* **Source material**:

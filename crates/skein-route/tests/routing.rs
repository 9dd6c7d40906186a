//! End-to-end placement and routing tests.

use proptest::prelude::*;
use skein_ir::{Circuit, CircuitDag, CircuitLevel, QubitId};
use skein_route::{
    ConnectivityGraph, GraphPlacement, LinePlacement, MappingManager, Placement, PlacementMap,
    TrivialPlacement, verify_routed,
};

fn q(i: u32) -> QubitId {
    QubitId(i)
}

fn cx_circuit(num_qubits: u32, pairs: &[(u32, u32)]) -> Circuit {
    let mut circuit = Circuit::with_size("test", num_qubits, 0);
    for &(a, b) in pairs {
        circuit.cx(q(a), q(b)).unwrap();
    }
    circuit
}

fn op_sequence(dag: &CircuitDag) -> Vec<(String, Vec<QubitId>)> {
    dag.topological_ops()
        .map(|(_, inst)| (inst.name().to_string(), inst.qubits.clone()))
        .collect()
}

#[test]
fn routed_circuits_respect_connectivity() {
    let graphs = [
        ConnectivityGraph::linear(6),
        ConnectivityGraph::ring(6),
        ConnectivityGraph::star(6),
        ConnectivityGraph::grid(2, 3),
    ];
    let circuits = [Circuit::ghz(5).unwrap(), Circuit::qft(5).unwrap()];

    for graph in &graphs {
        for circuit in &circuits {
            let strategies: [&dyn Placement; 3] = [
                &TrivialPlacement::new(),
                &LinePlacement::new(),
                &GraphPlacement::new(),
            ];
            for strategy in strategies {
                let mut dag = circuit.dag().clone();
                let placement = strategy.place(&dag, graph).unwrap();
                let outcome = MappingManager::new()
                    .route(graph, &mut dag, placement)
                    .unwrap();
                verify_routed(&dag, graph, &outcome).unwrap();
                assert_eq!(dag.level(), CircuitLevel::Physical);
            }
        }
    }
}

#[test]
fn routing_is_deterministic() {
    let graph = ConnectivityGraph::grid(2, 3);
    let circuit = Circuit::qft(5).unwrap();

    let run = || {
        let mut dag = circuit.dag().clone();
        let placement = GraphPlacement::new().place(&dag, &graph).unwrap();
        let outcome = MappingManager::new()
            .route(&graph, &mut dag, placement)
            .unwrap();
        (op_sequence(&dag), outcome)
    };
    let (ops_a, outcome_a) = run();
    let (ops_b, outcome_b) = run();
    assert_eq!(ops_a, ops_b);
    assert_eq!(outcome_a, outcome_b);
}

#[test]
fn valid_circuit_is_untouched() {
    let graph = ConnectivityGraph::linear(4);
    let circuit = Circuit::ghz(4).unwrap();

    let mut dag = circuit.dag().clone();
    let before = op_sequence(&dag);
    let outcome = MappingManager::new()
        .route(&graph, &mut dag, PlacementMap::identity(4))
        .unwrap();

    assert_eq!(outcome.swap_count, 0);
    assert_eq!(outcome.bridge_count, 0);
    assert_eq!(op_sequence(&dag), before);
    assert_eq!(outcome.initial_map, outcome.final_map);
}

#[test]
fn rerouting_a_routed_circuit_is_a_noop() {
    let graph = ConnectivityGraph::linear(5);
    let mut dag = Circuit::qft(5).unwrap().into_dag();

    let placement = GraphPlacement::new().place(&dag, &graph).unwrap();
    let first = MappingManager::new()
        .route(&graph, &mut dag, placement)
        .unwrap();
    verify_routed(&dag, &graph, &first).unwrap();
    let routed_ops = op_sequence(&dag);

    // Routed wires are sites, so the identity over them re-routes the
    // circuit in place.
    let mut identity = PlacementMap::new();
    for qb in dag.qubits() {
        identity.assign(qb, qb.0).unwrap();
    }
    let second = MappingManager::new()
        .route(&graph, &mut dag, identity)
        .unwrap();

    assert_eq!(second.swap_count, 0);
    assert_eq!(second.bridge_count, 0);
    assert_eq!(op_sequence(&dag), routed_ops);
    assert_eq!(second.initial_map, second.final_map);
}

// Placement finds the embedded chain, and the remaining non-adjacent
// interactions are absorbed by one swap plus bridges.
#[test]
fn dense_tail_on_a_line_needs_one_swap() {
    let circuit = cx_circuit(
        4,
        &[(0, 1), (1, 2), (0, 2), (0, 3), (2, 3), (1, 3), (0, 1)],
    );
    let graph = ConnectivityGraph::linear(4);

    let mut dag = circuit.into_dag();
    let placement = GraphPlacement::new().place(&dag, &graph).unwrap();
    let outcome = MappingManager::new()
        .route(&graph, &mut dag, placement)
        .unwrap();

    verify_routed(&dag, &graph, &outcome).unwrap();
    assert_eq!(outcome.swap_count, 1);
    assert_eq!(dag.count_ops("swap"), 1);
}

#[test]
fn lone_distance_two_cx_becomes_a_bridge() {
    let circuit = cx_circuit(3, &[(0, 2)]);
    let graph = ConnectivityGraph::linear(3);

    let mut dag = circuit.into_dag();
    let outcome = MappingManager::new()
        .route(&graph, &mut dag, PlacementMap::identity(3))
        .unwrap();

    assert_eq!(outcome.bridge_count, 1);
    assert_eq!(outcome.swap_count, 0);
    assert_eq!(dag.count_ops("cx"), 4);
    assert_eq!(outcome.initial_map, outcome.final_map);
    verify_routed(&dag, &graph, &outcome).unwrap();
}

#[test]
fn movement_through_empty_sites_stays_on_device_wires() {
    let circuit = cx_circuit(2, &[(0, 1)]);
    let graph = ConnectivityGraph::linear(6);

    let mut placement = PlacementMap::new();
    placement.assign(q(0), 0).unwrap();
    placement.assign(q(1), 5).unwrap();

    let mut dag = circuit.into_dag();
    let outcome = MappingManager::new()
        .route(&graph, &mut dag, placement)
        .unwrap();

    // Qubit 0 travels through unoccupied sites; each swap instruction
    // acts on the site wires it passes over.
    assert!(dag.num_qubits() > 2);
    assert!(dag.qubits().all(|w| w.0 < 6));
    assert!(outcome.swap_count > 0);
    verify_routed(&dag, &graph, &outcome).unwrap();
}

// Routed circuits carry physical wires: operands read as sites form
// edges directly, swap instructions included.
#[test]
fn routed_operands_read_as_sites_form_edges() {
    let circuit = cx_circuit(2, &[(0, 1)]);
    let graph = ConnectivityGraph::linear(5);

    let mut placement = PlacementMap::new();
    placement.assign(q(0), 0).unwrap();
    placement.assign(q(1), 4).unwrap();

    let mut dag = circuit.into_dag();
    let outcome = MappingManager::new()
        .route(&graph, &mut dag, placement)
        .unwrap();

    for (name, qubits) in op_sequence(&dag) {
        if qubits.len() == 2 {
            assert!(
                graph.contains_edge(qubits[0].0, qubits[1].0),
                "'{name}' operands ({}, {}) are not an edge",
                qubits[0],
                qubits[1]
            );
        }
    }
    verify_routed(&dag, &graph, &outcome).unwrap();
}

#[test]
fn swap_count_stays_within_the_diameter_bound() {
    let graph = ConnectivityGraph::ring(8);
    let circuit = Circuit::qft(8).unwrap();
    let two_qubit_gates = circuit.dag().two_qubit_interactions().len();

    let mut dag = circuit.into_dag();
    let outcome = MappingManager::new()
        .route(&graph, &mut dag, PlacementMap::identity(8))
        .unwrap();

    let bound = two_qubit_gates * graph.diameter() as usize;
    assert!(
        outcome.swap_count <= bound,
        "{} swaps exceeds bound {bound}",
        outcome.swap_count
    );
}

proptest! {
    #![proptest_config(ProptestConfig::with_cases(64))]

    #[test]
    fn random_circuits_route_validly(
        num_qubits in 2u32..6,
        extra_sites in 0u32..3,
        pair_seeds in prop::collection::vec((0u32..6, 0u32..6), 1..16),
    ) {
        let pairs: Vec<(u32, u32)> = pair_seeds
            .into_iter()
            .map(|(a, b)| (a % num_qubits, b % num_qubits))
            .filter(|(a, b)| a != b)
            .collect();
        prop_assume!(!pairs.is_empty());

        let circuit = cx_circuit(num_qubits, &pairs);
        let graph = ConnectivityGraph::linear(num_qubits + extra_sites);

        let mut dag = circuit.into_dag();
        let placement = LinePlacement::new().place(&dag, &graph).unwrap();
        let outcome = MappingManager::new()
            .route(&graph, &mut dag, placement)
            .unwrap();

        verify_routed(&dag, &graph, &outcome).unwrap();
        let bound = pairs.len() * graph.diameter() as usize;
        prop_assert!(outcome.swap_count <= bound);
    }

    #[test]
    fn random_routing_is_deterministic(
        num_qubits in 2u32..5,
        pair_seeds in prop::collection::vec((0u32..5, 0u32..5), 1..10),
    ) {
        let pairs: Vec<(u32, u32)> = pair_seeds
            .into_iter()
            .map(|(a, b)| (a % num_qubits, b % num_qubits))
            .filter(|(a, b)| a != b)
            .collect();
        prop_assume!(!pairs.is_empty());

        let circuit = cx_circuit(num_qubits, &pairs);
        let graph = ConnectivityGraph::ring(num_qubits + 1);

        let run = || {
            let mut dag = circuit.dag().clone();
            let placement = GraphPlacement::new().place(&dag, &graph).unwrap();
            let outcome = MappingManager::new()
                .route(&graph, &mut dag, placement)
                .unwrap();
            (op_sequence(&dag), outcome)
        };
        prop_assert_eq!(run(), run());
    }
}
//! Placement strategies.
//!
//! A placement strategy chooses an initial assignment of logical
//! qubits to physical sites before routing begins. Strategies are
//! allowed to return a partial map; the mapping manager allocates the
//! remainder on demand. Every strategy is deterministic for a given
//! circuit and connectivity graph.

mod graph;
mod line;
mod map;
mod noise_aware;

pub use graph::{GraphPlacement, GraphPlacementConfig};
pub use line::LinePlacement;
pub use map::PlacementMap;
pub use noise_aware::NoiseAwarePlacement;

use skein_ir::CircuitDag;
use tracing::debug;

use crate::connectivity::ConnectivityGraph;
use crate::error::{RouteError, RouteResult};

/// An initial-placement strategy.
pub trait Placement {
    /// Strategy name, for logs and diagnostics.
    fn name(&self) -> &str;

    /// Compute a placement for `dag` on `graph`.
    ///
    /// The returned map may be partial. Fails with
    /// [`RouteError::UnplaceableCircuit`] when the circuit declares
    /// more qubits than the graph has.
    fn place(&self, dag: &CircuitDag, graph: &ConnectivityGraph) -> RouteResult<PlacementMap>;
}

/// The identity placement: each declared qubit `q` sits on physical
/// site `q`.
///
/// The baseline every other strategy is measured against. Useful on
/// its own when the circuit was authored with the device topology in
/// mind. The map is keyed on the circuit's actual qubit ids, so
/// renamed or non-dense ids never produce phantom entries; an id with
/// no matching site fails as unplaceable.
#[derive(Debug, Clone, Copy, Default)]
pub struct TrivialPlacement;

impl TrivialPlacement {
    /// Create the strategy.
    pub fn new() -> Self {
        Self
    }
}

impl Placement for TrivialPlacement {
    fn name(&self) -> &str {
        "trivial"
    }

    fn place(&self, dag: &CircuitDag, graph: &ConnectivityGraph) -> RouteResult<PlacementMap> {
        check_capacity(dag, graph)?;
        let mut map = PlacementMap::new();
        for qubit in dag.qubits() {
            if qubit.0 >= graph.num_nodes() {
                return Err(RouteError::UnplaceableCircuit {
                    required: qubit.0 as usize + 1,
                    available: graph.num_nodes(),
                });
            }
            map.assign(qubit, qubit.0)?;
        }
        debug!(qubits = map.len(), "trivial placement");
        Ok(map)
    }
}

pub(crate) fn check_capacity(dag: &CircuitDag, graph: &ConnectivityGraph) -> RouteResult<()> {
    let required = dag.num_qubits();
    if required > graph.num_nodes() as usize {
        return Err(RouteError::UnplaceableCircuit {
            required,
            available: graph.num_nodes(),
        });
    }
    Ok(())
}

#[cfg(test)]
mod tests {
    use super::*;
    use skein_ir::{Circuit, QubitId};

    #[test]
    fn test_trivial_keys_on_declared_ids() {
        let mut dag = CircuitDag::new();
        dag.add_qubit(QubitId(2));
        dag.add_qubit(QubitId(5));
        let graph = ConnectivityGraph::linear(6);

        let map = TrivialPlacement::new().place(&dag, &graph).unwrap();
        assert_eq!(map.len(), 2);
        assert_eq!(map.physical(QubitId(2)), Some(2));
        assert_eq!(map.physical(QubitId(5)), Some(5));
        assert!(map.is_free(0));
    }

    #[test]
    fn test_trivial_rejects_id_past_the_device() {
        let mut dag = CircuitDag::new();
        dag.add_qubit(QubitId(7));
        let graph = ConnectivityGraph::linear(3);
        assert!(matches!(
            TrivialPlacement::new().place(&dag, &graph),
            Err(RouteError::UnplaceableCircuit { .. })
        ));
    }

    #[test]
    fn test_trivial_identity() {
        let circuit = Circuit::ghz(3).unwrap();
        let graph = ConnectivityGraph::linear(5);
        let map = TrivialPlacement::new()
            .place(circuit.dag(), &graph)
            .unwrap();
        assert_eq!(map.len(), 3);
        assert_eq!(map.physical(QubitId(2)), Some(2));
    }

    #[test]
    fn test_trivial_rejects_oversized_circuit() {
        let circuit = Circuit::ghz(5).unwrap();
        let graph = ConnectivityGraph::linear(3);
        let result = TrivialPlacement::new().place(circuit.dag(), &graph);
        assert!(matches!(
            result,
            Err(RouteError::UnplaceableCircuit {
                required: 5,
                available: 3
            })
        ));
    }
}
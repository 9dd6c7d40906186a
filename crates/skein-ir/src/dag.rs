//! DAG-based circuit representation.
//!
//! Operations are nodes in a petgraph [`DiGraph`]; edges record the
//! data dependency between consecutive operations on the same wire.
//! Unlike representations that materialise explicit input/output
//! nodes per wire, this keeps the graph an arena of operation records
//! with a per-wire tail index, which makes appending O(1) per operand
//! and makes rebuilding (the routing engine's splice) a plain
//! drain-and-reapply.

use petgraph::Direction;
use petgraph::graph::{DiGraph, NodeIndex as PetNodeIndex};
use rustc_hash::{FxHashMap, FxHashSet};
use serde::{Deserialize, Serialize};

use crate::error::{IrError, IrResult};
use crate::instruction::{Instruction, InstructionKind};
use crate::qubit::{ClbitId, QubitId};

/// Node index type for the circuit DAG.
pub type NodeIndex = PetNodeIndex<u32>;

/// Identifier for a wire in the DAG.
#[derive(Debug, Clone, Copy, PartialEq, Eq, Hash, Serialize, Deserialize)]
pub enum WireId {
    /// A quantum wire.
    Qubit(QubitId),
    /// A classical wire.
    Clbit(ClbitId),
}

impl From<QubitId> for WireId {
    fn from(q: QubitId) -> Self {
        WireId::Qubit(q)
    }
}

impl From<ClbitId> for WireId {
    fn from(c: ClbitId) -> Self {
        WireId::Clbit(c)
    }
}

/// The abstraction level of a circuit in the compilation pipeline.
///
/// Circuits start at the `Logical` level and are lowered to the
/// `Physical` level once placement and routing have pinned every
/// two-qubit operation onto a device edge.
#[derive(Debug, Clone, Copy, PartialEq, Eq, Default, Serialize, Deserialize)]
pub enum CircuitLevel {
    /// Logical level: qubits are abstract, no physical mapping applied.
    #[default]
    Logical,
    /// Physical level: qubits are mapped to physical device positions.
    Physical,
}

/// DAG-based circuit representation.
///
/// Every node is an operation; wire order is implied by the edges,
/// which carry the [`WireId`] they represent. Qubits and classical
/// bits are declared up front and kept in declaration order so that
/// iteration is deterministic.
#[derive(Debug, Clone)]
pub struct CircuitDag {
    /// Operation nodes connected by wire-dependency edges.
    graph: DiGraph<Instruction, WireId, u32>,
    /// Declared qubits, in declaration order.
    qubits: Vec<QubitId>,
    /// Declared classical bits, in declaration order.
    clbits: Vec<ClbitId>,
    /// Last operation on each wire, if any.
    wire_tail: FxHashMap<WireId, NodeIndex>,
    /// Abstraction level of the circuit.
    level: CircuitLevel,
}

impl CircuitDag {
    /// Create a new empty circuit DAG.
    pub fn new() -> Self {
        Self {
            graph: DiGraph::default(),
            qubits: vec![],
            clbits: vec![],
            wire_tail: FxHashMap::default(),
            level: CircuitLevel::Logical,
        }
    }

    /// Declare a qubit. Redeclaring an existing qubit is a no-op.
    pub fn add_qubit(&mut self, qubit: QubitId) {
        if !self.qubits.contains(&qubit) {
            self.qubits.push(qubit);
        }
    }

    /// Declare a classical bit. Redeclaring is a no-op.
    pub fn add_clbit(&mut self, clbit: ClbitId) {
        if !self.clbits.contains(&clbit) {
            self.clbits.push(clbit);
        }
    }

    /// Check whether a qubit has been declared.
    #[inline]
    pub fn contains_qubit(&self, qubit: QubitId) -> bool {
        self.qubits.contains(&qubit)
    }

    /// Append an instruction to the end of the circuit.
    ///
    /// Validates operand arity against the gate definition, operand
    /// existence and operand uniqueness before touching the graph.
    pub fn apply(&mut self, instruction: Instruction) -> IrResult<NodeIndex> {
        if let InstructionKind::Gate(gate) = &instruction.kind {
            let expected = gate.num_qubits() as usize;
            let got = instruction.qubits.len();
            if expected != got {
                return Err(IrError::QubitCountMismatch {
                    gate_name: gate.name().to_string(),
                    expected: expected as u32,
                    got: got as u32,
                });
            }
        }

        for &qubit in &instruction.qubits {
            if !self.qubits.contains(&qubit) {
                return Err(IrError::QubitNotFound(qubit));
            }
        }
        for &clbit in &instruction.clbits {
            if !self.clbits.contains(&clbit) {
                return Err(IrError::ClbitNotFound(clbit));
            }
        }

        let mut seen = FxHashSet::default();
        for &qubit in &instruction.qubits {
            if !seen.insert(qubit) {
                return Err(IrError::DuplicateQubit(qubit));
            }
        }

        let wires: Vec<WireId> = instruction
            .qubits
            .iter()
            .map(|&q| WireId::Qubit(q))
            .chain(instruction.clbits.iter().map(|&c| WireId::Clbit(c)))
            .collect();

        let node = self.graph.add_node(instruction);
        for wire in wires {
            if let Some(&tail) = self.wire_tail.get(&wire) {
                self.graph.add_edge(tail, node, wire);
            }
            self.wire_tail.insert(wire, node);
        }
        Ok(node)
    }

    /// Iterate over operations in a deterministic topological order.
    pub fn topological_ops(&self) -> impl Iterator<Item = (NodeIndex, &Instruction)> {
        petgraph::algo::toposort(&self.graph, None)
            .expect("append-only circuit graph cannot contain a cycle")
            .into_iter()
            .map(|idx| (idx, &self.graph[idx]))
            .collect::<Vec<_>>()
            .into_iter()
    }

    /// Drain all operations in topological order, leaving the wire
    /// declarations in place.
    ///
    /// This is the first half of a splice: callers rebuild the
    /// operation sequence with [`apply`](Self::apply).
    pub fn take_ops(&mut self) -> Vec<Instruction> {
        let ops: Vec<Instruction> = self
            .topological_ops()
            .map(|(_, inst)| inst.clone())
            .collect();
        self.graph.clear();
        self.wire_tail.clear();
        ops
    }

    /// Get an instruction by node index.
    #[inline]
    pub fn get_instruction(&self, node: NodeIndex) -> Option<&Instruction> {
        self.graph.node_weight(node)
    }

    /// Replace the declared qubit set.
    ///
    /// The second half of a splice that changes wire identity: after
    /// [`take_ops`](Self::take_ops), callers may re-declare the wires
    /// before reapplying. Fails while the circuit still has
    /// operations. Classical bits are untouched.
    pub fn set_qubits(&mut self, qubits: impl IntoIterator<Item = QubitId>) -> IrResult<()> {
        if self.num_ops() != 0 {
            return Err(IrError::InvalidDag(
                "cannot replace the qubits of a circuit with operations".into(),
            ));
        }
        self.qubits.clear();
        for qubit in qubits {
            self.add_qubit(qubit);
        }
        Ok(())
    }

    /// Rename a qubit identifier throughout the circuit.
    ///
    /// Every operand reference and the wire bookkeeping are updated
    /// consistently. The new identifier must not already be declared.
    pub fn rename_qubit(&mut self, old: QubitId, new: QubitId) -> IrResult<()> {
        if old == new {
            return Ok(());
        }
        if self.qubits.contains(&new) {
            return Err(IrError::QubitExists(new));
        }
        let Some(slot) = self.qubits.iter().position(|&q| q == old) else {
            return Err(IrError::QubitNotFound(old));
        };
        self.qubits[slot] = new;

        for inst in self.graph.node_weights_mut() {
            inst.rename_qubit(old, new);
        }
        let old_wire = WireId::Qubit(old);
        let new_wire = WireId::Qubit(new);
        for edge in self.graph.edge_weights_mut() {
            if *edge == old_wire {
                *edge = new_wire;
            }
        }
        if let Some(tail) = self.wire_tail.remove(&old_wire) {
            self.wire_tail.insert(new_wire, tail);
        }
        Ok(())
    }

    /// Get the number of declared qubits.
    #[inline]
    pub fn num_qubits(&self) -> usize {
        self.qubits.len()
    }

    /// Get the number of declared classical bits.
    #[inline]
    pub fn num_clbits(&self) -> usize {
        self.clbits.len()
    }

    /// Get the number of operations.
    #[inline]
    pub fn num_ops(&self) -> usize {
        self.graph.node_count()
    }

    /// Count operations with the given name.
    pub fn count_ops(&self, name: &str) -> usize {
        self.graph
            .node_weights()
            .filter(|inst| inst.name() == name)
            .count()
    }

    /// Calculate the circuit depth (longest operation chain).
    pub fn depth(&self) -> usize {
        let mut depths: FxHashMap<NodeIndex, usize> =
            FxHashMap::with_capacity_and_hasher(self.graph.node_count(), Default::default());
        let mut max_depth = 0usize;

        for (node, _) in self.topological_ops() {
            let node_depth = self
                .graph
                .neighbors_directed(node, Direction::Incoming)
                .map(|pred| depths.get(&pred).copied().unwrap_or(0))
                .max()
                .unwrap_or(0)
                + 1;
            max_depth = max_depth.max(node_depth);
            depths.insert(node, node_depth);
        }
        max_depth
    }

    /// Iterate over declared qubits in declaration order.
    pub fn qubits(&self) -> impl Iterator<Item = QubitId> + '_ {
        self.qubits.iter().copied()
    }

    /// Iterate over declared classical bits in declaration order.
    pub fn clbits(&self) -> impl Iterator<Item = ClbitId> + '_ {
        self.clbits.iter().copied()
    }

    /// Iterate over two-qubit gate operand pairs in topological order.
    pub fn two_qubit_interactions(&self) -> Vec<[QubitId; 2]> {
        self.topological_ops()
            .filter(|(_, inst)| inst.is_two_qubit_gate())
            .map(|(_, inst)| [inst.qubits[0], inst.qubits[1]])
            .collect()
    }

    /// Get the abstraction level of this circuit.
    pub fn level(&self) -> CircuitLevel {
        self.level
    }

    /// Set the abstraction level of this circuit.
    pub fn set_level(&mut self, level: CircuitLevel) {
        self.level = level;
    }

    /// Get a reference to the underlying graph.
    pub fn graph(&self) -> &DiGraph<Instruction, WireId, u32> {
        &self.graph
    }

    /// Verify the structural integrity of the DAG.
    ///
    /// Checks acyclicity and that every operand of every operation
    /// refers to a declared wire.
    pub fn verify_integrity(&self) -> IrResult<()> {
        if petgraph::algo::is_cyclic_directed(&self.graph) {
            return Err(IrError::InvalidDag("Graph contains a cycle".into()));
        }
        for inst in self.graph.node_weights() {
            for &qubit in &inst.qubits {
                if !self.qubits.contains(&qubit) {
                    return Err(IrError::InvalidDag(format!(
                        "Operation references undeclared qubit {qubit}"
                    )));
                }
            }
            for &clbit in &inst.clbits {
                if !self.clbits.contains(&clbit) {
                    return Err(IrError::InvalidDag(format!(
                        "Operation references undeclared clbit {clbit}"
                    )));
                }
            }
        }
        Ok(())
    }
}

impl Default for CircuitDag {
    fn default() -> Self {
        Self::new()
    }
}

* **Your objective**: Within the records above, tally the lines that contain "petgraph". Give the total and nothing more.

* **Response**: 5